╭─ EXCERPTED DATA

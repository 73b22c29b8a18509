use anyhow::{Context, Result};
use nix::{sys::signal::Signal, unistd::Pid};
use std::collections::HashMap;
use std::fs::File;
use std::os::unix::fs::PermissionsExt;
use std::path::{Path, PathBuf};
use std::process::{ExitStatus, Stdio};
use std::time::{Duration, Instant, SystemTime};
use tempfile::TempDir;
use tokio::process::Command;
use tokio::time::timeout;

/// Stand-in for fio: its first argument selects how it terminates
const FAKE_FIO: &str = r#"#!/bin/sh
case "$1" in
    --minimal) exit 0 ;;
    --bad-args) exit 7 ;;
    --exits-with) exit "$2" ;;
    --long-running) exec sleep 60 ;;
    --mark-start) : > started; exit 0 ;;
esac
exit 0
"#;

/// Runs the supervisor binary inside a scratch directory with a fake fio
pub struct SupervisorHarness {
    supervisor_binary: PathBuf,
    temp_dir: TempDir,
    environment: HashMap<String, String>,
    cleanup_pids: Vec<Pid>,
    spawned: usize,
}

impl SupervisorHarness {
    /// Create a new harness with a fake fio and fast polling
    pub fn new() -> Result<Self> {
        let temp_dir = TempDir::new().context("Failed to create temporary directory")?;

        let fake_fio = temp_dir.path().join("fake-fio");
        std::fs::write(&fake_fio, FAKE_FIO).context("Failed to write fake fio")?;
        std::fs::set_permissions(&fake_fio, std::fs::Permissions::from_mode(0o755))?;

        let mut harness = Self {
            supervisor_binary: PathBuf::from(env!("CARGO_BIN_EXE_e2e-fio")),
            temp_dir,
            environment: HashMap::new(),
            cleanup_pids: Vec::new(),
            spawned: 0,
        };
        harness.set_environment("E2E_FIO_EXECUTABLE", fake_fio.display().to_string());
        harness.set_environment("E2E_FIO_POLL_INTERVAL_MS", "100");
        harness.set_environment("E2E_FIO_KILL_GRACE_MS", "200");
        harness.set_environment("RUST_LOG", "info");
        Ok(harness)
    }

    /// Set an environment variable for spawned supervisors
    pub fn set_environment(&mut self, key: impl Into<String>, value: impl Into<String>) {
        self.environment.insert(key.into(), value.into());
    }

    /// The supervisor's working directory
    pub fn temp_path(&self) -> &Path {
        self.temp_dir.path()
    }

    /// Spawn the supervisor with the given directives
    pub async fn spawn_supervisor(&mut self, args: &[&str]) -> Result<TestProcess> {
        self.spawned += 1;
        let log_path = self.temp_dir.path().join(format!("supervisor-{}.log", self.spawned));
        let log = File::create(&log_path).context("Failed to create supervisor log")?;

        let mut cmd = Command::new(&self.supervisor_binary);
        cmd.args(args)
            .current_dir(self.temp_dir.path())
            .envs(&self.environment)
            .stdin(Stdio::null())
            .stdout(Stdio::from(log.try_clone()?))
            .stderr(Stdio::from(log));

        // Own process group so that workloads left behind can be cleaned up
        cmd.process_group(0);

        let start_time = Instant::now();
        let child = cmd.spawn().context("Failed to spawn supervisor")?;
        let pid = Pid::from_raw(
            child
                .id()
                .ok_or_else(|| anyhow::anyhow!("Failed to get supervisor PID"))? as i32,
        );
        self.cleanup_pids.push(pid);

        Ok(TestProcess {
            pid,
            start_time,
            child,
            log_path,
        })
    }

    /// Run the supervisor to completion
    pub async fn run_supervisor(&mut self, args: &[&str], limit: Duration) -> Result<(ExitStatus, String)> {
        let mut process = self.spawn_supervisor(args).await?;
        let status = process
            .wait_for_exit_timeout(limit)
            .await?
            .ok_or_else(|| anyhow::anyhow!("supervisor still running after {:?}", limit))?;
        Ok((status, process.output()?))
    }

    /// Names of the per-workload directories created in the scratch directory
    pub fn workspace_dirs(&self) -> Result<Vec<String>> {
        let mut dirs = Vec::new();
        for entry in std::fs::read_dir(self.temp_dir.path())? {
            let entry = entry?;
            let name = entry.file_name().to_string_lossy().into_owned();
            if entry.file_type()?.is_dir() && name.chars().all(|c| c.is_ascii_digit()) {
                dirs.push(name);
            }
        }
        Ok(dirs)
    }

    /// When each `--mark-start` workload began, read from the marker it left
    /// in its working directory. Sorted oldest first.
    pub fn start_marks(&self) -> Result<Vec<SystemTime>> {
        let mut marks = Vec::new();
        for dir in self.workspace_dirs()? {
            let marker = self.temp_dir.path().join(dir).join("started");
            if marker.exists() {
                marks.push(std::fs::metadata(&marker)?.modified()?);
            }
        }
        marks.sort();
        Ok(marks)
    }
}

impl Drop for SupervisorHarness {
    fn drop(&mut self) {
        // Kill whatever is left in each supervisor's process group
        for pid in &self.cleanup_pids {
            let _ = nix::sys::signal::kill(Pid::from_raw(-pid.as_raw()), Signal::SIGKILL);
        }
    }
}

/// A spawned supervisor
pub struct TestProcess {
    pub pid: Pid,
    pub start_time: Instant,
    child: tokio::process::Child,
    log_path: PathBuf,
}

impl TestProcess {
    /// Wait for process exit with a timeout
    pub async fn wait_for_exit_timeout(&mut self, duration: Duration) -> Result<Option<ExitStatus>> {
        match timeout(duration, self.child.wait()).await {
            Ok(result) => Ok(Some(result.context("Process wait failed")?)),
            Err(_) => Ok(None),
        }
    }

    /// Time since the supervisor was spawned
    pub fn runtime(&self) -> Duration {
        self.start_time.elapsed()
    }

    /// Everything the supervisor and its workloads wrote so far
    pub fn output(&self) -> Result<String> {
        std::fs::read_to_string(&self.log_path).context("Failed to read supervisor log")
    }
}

╰─

YOUR INSTRUCTIONS ▸
The entire set of entries, and nothing else, should be set down exactly.

SOLUTION TO THE PROBLEM ▸
repository 73b22c29b8a18509
use anyhow::{Context, Result};
use nix::{sys::signal::Signal, unistd::Pid};
use std::collections::HashMap;
use std::fs::File;
use std::os::unix::fs::PermissionsExt;
use std::path::{Path, PathBuf};
use std::process::{ExitStatus, Stdio};
use std::time::{Duration, Instant, SystemTime};
use tempfile::TempDir;
use tokio::process::Command;
use tokio::time::timeout;

/// Stand-in for fio: its first argument selects how it terminates
const FAKE_FIO: &str = r#"#!/bin/sh
case "$1" in
    --minimal) exit 0 ;;
    --bad-args) exit 7 ;;
    --exits-with) exit "$2" ;;
    --long-running) exec sleep 60 ;;
    --mark-start) : > started; exit 0 ;;
esac
exit 0
"#;

/// Runs the supervisor binary inside a scratch directory with a fake fio
pub struct SupervisorHarness {
    supervisor_binary: PathBuf,
    temp_dir: TempDir,
    environment: HashMap<String, String>,
    cleanup_pids: Vec<Pid>,
    spawned: usize,
}

impl SupervisorHarness {
    /// Create a new harness with a fake fio and fast polling
    pub fn new() -> Result<Self> {
        let temp_dir = TempDir::new().context("Failed to create temporary directory")?;

        let fake_fio = temp_dir.path().join("fake-fio");
        std::fs::write(&fake_fio, FAKE_FIO).context("Failed to write fake fio")?;
        std::fs::set_permissions(&fake_fio, std::fs::Permissions::from_mode(0o755))?;

        let mut harness = Self {
            supervisor_binary: PathBuf::from(env!("CARGO_BIN_EXE_e2e-fio")),
            temp_dir,
            environment: HashMap::new(),
            cleanup_pids: Vec::new(),
            spawned: 0,
        };
        harness.set_environment("E2E_FIO_EXECUTABLE", fake_fio.display().to_string());
        harness.set_environment("E2E_FIO_POLL_INTERVAL_MS", "100");
        harness.set_environment("E2E_FIO_KILL_GRACE_MS", "200");
        harness.set_environment("RUST_LOG", "info");
        Ok(harness)
    }

    /// Set an environment variable for spawned supervisors
    pub fn set_environment(&mut self, key: impl Into<String>, value: impl Into<String>) {
        self.environment.insert(key.into(), value.into());
    }

    /// The supervisor's working directory
    pub fn temp_path(&self) -> &Path {
        self.temp_dir.path()
    }

    /// Spawn the supervisor with the given directives
    pub async fn spawn_supervisor(&mut self, args: &[&str]) -> Result<TestProcess> {
        self.spawned += 1;
        let log_path = self.temp_dir.path().join(format!("supervisor-{}.log", self.spawned));
        let log = File::create(&log_path).context("Failed to create supervisor log")?;

        let mut cmd = Command::new(&self.supervisor_binary);
        cmd.args(args)
            .current_dir(self.temp_dir.path())
            .envs(&self.environment)
            .stdin(Stdio::null())
            .stdout(Stdio::from(log.try_clone()?))
            .stderr(Stdio::from(log));

        // Own process group so that workloads left behind can be cleaned up
        cmd.process_group(0);

        let start_time = Instant::now();
        let child = cmd.spawn().context("Failed to spawn supervisor")?;
        let pid = Pid::from_raw(
            child
                .id()
                .ok_or_else(|| anyhow::anyhow!("Failed to get supervisor PID"))? as i32,
        );
        self.cleanup_pids.push(pid);

        Ok(TestProcess {
            pid,
            start_time,
            child,
            log_path,
        })
    }

    /// Run the supervisor to completion
    pub async fn run_supervisor(&mut self, args: &[&str], limit: Duration) -> Result<(ExitStatus, String)> {
        let mut process = self.spawn_supervisor(args).await?;
        let status = process
            .wait_for_exit_timeout(limit)
            .await?
            .ok_or_else(|| anyhow::anyhow!("supervisor still running after {:?}", limit))?;
        Ok((status, process.output()?))
    }

    /// Names of the per-workload directories created in the scratch directory
    pub fn workspace_dirs(&self) -> Result<Vec<String>> {
        let mut dirs = Vec::new();
        for entry in std::fs::read_dir(self.temp_dir.path())? {
            let entry = entry?;
            let name = entry.file_name().to_string_lossy().into_owned();
            if entry.file_type()?.is_dir() && name.chars().all(|c| c.is_ascii_digit()) {
                dirs.push(name);
            }
        }
        Ok(dirs)
    }

    /// When each `--mark-start` workload began, read from the marker it left
    /// in its working directory. Sorted oldest first.
    pub fn start_marks(&self) -> Result<Vec<SystemTime>> {
        let mut marks = Vec::new();
        for dir in self.workspace_dirs()? {
            let marker = self.temp_dir.path().join(dir).join("started");
            if marker.exists() {
                marks.push(std::fs::metadata(&marker)?.modified()?);
            }
        }
        marks.sort();
        Ok(marks)
    }
}

impl Drop for SupervisorHarness {
    fn drop(&mut self) {
        // Kill whatever is left in each supervisor's process group
        for pid in &self.cleanup_pids {
            let _ = nix::sys::signal::kill(Pid::from_raw(-pid.as_raw()), Signal::SIGKILL);
        }
    }
}

/// A spawned supervisor
pub struct TestProcess {
    pub pid: Pid,
    pub start_time: Instant,
    child: tokio::process::Child,
    log_path: PathBuf,
}

impl TestProcess {
    /// Wait for process exit with a timeout
    pub async fn wait_for_exit_timeout(&mut self, duration: Duration) -> Result<Option<ExitStatus>> {
        match timeout(duration, self.child.wait()).await {
            Ok(result) => Ok(Some(result.context("Process wait failed")?)),
            Err(_) => Ok(None),
        }
    }

    /// Time since the supervisor was spawned
    pub fn runtime(&self) -> Duration {
        self.start_time.elapsed()
    }

    /// Everything the supervisor and its workloads wrote so far
    pub fn output(&self) -> Result<String> {
        std::fs::read_to_string(&self.log_path).context("Failed to read supervisor log")
    }
}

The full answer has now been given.